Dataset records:
☆ ☆ ☆ ☆

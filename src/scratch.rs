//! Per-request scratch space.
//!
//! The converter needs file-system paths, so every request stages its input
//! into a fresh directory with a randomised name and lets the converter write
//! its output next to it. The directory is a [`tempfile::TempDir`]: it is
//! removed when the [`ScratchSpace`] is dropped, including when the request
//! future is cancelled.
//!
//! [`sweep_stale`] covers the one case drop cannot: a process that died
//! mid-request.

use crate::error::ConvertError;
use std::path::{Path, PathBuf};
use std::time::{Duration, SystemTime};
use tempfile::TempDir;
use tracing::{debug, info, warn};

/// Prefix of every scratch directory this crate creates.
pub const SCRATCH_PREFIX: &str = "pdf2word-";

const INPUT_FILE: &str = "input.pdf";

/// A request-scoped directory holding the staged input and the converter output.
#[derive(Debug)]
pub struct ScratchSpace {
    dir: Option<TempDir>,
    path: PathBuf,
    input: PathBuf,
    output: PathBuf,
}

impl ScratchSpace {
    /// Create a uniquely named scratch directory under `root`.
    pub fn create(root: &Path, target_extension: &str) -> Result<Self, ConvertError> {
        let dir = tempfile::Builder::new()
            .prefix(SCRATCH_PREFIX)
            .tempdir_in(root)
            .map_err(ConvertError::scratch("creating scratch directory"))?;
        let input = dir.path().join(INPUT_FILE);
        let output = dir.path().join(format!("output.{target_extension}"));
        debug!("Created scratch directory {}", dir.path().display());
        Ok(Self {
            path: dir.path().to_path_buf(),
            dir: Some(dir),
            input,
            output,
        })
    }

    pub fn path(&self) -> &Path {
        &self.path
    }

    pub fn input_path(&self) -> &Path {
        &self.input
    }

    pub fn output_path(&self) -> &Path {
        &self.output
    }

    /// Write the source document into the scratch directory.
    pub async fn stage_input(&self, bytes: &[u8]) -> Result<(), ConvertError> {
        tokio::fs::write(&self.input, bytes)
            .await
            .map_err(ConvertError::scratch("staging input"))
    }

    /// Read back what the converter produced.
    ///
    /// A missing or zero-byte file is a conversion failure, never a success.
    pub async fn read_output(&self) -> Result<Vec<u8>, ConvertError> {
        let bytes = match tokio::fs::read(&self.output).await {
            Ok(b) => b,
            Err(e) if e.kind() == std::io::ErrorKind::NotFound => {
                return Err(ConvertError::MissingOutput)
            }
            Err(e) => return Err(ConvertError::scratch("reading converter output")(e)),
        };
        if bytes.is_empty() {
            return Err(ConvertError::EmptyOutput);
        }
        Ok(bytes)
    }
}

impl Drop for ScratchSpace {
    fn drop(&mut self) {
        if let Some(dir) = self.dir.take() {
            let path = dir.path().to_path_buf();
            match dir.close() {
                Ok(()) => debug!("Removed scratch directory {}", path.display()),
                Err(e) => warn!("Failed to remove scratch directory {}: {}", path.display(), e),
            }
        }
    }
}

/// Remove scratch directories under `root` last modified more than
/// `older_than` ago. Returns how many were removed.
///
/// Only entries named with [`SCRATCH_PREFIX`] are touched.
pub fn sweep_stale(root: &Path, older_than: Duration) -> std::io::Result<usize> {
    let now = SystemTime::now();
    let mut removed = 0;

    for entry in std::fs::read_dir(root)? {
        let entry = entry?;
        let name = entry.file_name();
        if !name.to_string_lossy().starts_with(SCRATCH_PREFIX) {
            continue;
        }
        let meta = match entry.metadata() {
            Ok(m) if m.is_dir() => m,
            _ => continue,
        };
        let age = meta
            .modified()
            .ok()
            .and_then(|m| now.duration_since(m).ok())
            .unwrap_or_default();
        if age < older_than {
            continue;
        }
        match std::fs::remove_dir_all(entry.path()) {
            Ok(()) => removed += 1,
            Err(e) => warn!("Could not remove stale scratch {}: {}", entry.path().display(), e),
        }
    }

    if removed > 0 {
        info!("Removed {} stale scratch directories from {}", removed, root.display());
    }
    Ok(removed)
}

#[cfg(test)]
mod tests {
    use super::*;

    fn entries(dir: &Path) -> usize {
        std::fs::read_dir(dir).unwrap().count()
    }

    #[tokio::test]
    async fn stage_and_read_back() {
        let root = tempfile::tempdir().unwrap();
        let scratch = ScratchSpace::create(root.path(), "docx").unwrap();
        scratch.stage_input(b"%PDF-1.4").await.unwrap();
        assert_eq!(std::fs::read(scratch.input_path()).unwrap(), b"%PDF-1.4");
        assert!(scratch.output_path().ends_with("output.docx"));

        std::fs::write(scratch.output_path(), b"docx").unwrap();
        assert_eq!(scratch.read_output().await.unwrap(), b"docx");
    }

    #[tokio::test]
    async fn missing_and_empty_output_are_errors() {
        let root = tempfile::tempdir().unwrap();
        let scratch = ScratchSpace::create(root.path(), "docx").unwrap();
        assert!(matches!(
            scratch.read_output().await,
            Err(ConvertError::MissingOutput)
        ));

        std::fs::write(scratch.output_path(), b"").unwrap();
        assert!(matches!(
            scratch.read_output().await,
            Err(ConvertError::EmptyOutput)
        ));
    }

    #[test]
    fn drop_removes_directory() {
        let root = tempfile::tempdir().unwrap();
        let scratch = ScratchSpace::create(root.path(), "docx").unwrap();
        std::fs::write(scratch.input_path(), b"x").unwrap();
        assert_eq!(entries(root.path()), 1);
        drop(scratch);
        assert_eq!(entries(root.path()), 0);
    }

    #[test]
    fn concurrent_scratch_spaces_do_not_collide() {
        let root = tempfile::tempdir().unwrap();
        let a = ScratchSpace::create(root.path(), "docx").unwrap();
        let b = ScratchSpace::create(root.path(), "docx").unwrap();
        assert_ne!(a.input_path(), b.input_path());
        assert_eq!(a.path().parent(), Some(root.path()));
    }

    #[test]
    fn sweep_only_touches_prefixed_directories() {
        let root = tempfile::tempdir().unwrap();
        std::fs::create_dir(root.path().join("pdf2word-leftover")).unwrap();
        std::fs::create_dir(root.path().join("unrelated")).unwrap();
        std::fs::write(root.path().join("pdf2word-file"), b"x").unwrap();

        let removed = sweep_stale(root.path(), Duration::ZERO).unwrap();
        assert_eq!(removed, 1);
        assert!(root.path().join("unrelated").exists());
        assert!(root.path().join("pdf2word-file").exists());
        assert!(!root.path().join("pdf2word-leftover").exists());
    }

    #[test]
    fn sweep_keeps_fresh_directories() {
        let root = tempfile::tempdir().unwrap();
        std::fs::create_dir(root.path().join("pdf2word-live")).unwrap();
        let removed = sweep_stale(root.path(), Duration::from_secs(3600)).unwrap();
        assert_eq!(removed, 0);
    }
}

☆ ☆ ☆ ☆

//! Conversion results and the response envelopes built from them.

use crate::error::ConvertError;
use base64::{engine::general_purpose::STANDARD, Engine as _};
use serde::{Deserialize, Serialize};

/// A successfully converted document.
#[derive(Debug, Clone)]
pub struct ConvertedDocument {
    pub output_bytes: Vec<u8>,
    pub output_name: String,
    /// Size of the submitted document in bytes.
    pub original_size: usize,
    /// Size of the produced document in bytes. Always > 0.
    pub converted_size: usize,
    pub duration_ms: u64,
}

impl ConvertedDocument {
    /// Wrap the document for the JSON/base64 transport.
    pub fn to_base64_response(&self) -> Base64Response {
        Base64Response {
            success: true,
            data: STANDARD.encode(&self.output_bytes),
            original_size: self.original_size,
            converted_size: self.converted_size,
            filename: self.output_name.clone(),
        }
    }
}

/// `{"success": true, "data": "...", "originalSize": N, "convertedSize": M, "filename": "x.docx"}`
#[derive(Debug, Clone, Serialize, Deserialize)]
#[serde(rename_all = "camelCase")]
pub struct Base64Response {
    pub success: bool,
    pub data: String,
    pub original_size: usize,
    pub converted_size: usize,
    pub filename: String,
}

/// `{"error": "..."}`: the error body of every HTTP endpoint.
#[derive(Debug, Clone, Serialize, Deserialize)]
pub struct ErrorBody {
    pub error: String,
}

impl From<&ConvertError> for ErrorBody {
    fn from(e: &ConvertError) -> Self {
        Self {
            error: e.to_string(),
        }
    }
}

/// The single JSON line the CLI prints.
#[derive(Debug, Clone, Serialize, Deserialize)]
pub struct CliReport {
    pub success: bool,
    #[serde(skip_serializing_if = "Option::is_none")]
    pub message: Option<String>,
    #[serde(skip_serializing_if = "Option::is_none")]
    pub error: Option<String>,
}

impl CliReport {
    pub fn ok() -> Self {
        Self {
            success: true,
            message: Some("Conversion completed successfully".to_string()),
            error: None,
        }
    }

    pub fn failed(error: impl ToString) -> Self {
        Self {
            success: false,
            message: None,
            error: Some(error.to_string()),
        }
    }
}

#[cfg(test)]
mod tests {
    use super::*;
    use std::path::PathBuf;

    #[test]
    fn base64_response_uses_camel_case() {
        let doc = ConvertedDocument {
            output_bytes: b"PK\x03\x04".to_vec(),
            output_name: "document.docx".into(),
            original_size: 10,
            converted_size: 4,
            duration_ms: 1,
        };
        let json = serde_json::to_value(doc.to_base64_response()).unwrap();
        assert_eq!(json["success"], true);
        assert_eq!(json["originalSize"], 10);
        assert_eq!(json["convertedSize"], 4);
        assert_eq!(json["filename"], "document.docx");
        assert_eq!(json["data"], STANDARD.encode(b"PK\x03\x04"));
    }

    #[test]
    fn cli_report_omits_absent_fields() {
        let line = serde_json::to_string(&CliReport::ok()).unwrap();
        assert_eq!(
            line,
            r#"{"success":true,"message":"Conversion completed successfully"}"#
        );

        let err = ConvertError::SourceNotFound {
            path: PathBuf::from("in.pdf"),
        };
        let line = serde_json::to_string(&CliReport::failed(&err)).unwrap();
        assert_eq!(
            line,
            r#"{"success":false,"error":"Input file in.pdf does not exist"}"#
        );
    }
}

☆ ☆ ☆ ☆

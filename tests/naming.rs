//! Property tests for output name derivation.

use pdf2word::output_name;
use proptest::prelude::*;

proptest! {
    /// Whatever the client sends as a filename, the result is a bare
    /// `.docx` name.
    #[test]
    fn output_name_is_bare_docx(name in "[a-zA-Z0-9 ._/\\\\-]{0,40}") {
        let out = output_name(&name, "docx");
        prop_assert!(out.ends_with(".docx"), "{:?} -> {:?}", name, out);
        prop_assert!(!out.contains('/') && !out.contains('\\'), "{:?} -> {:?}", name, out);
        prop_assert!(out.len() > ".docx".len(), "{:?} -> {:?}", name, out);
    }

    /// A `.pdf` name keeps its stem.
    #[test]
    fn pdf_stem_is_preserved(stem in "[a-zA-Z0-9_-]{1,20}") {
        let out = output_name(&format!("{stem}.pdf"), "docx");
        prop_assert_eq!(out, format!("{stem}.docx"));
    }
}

☆ ☆ ☆ ☆

Among the lines above, please find those with "EmptyOutput" and copy them.

(SOLUTION TO THIS TASK)
            return Err(ConvertError::EmptyOutput);
            Err(ConvertError::EmptyOutput)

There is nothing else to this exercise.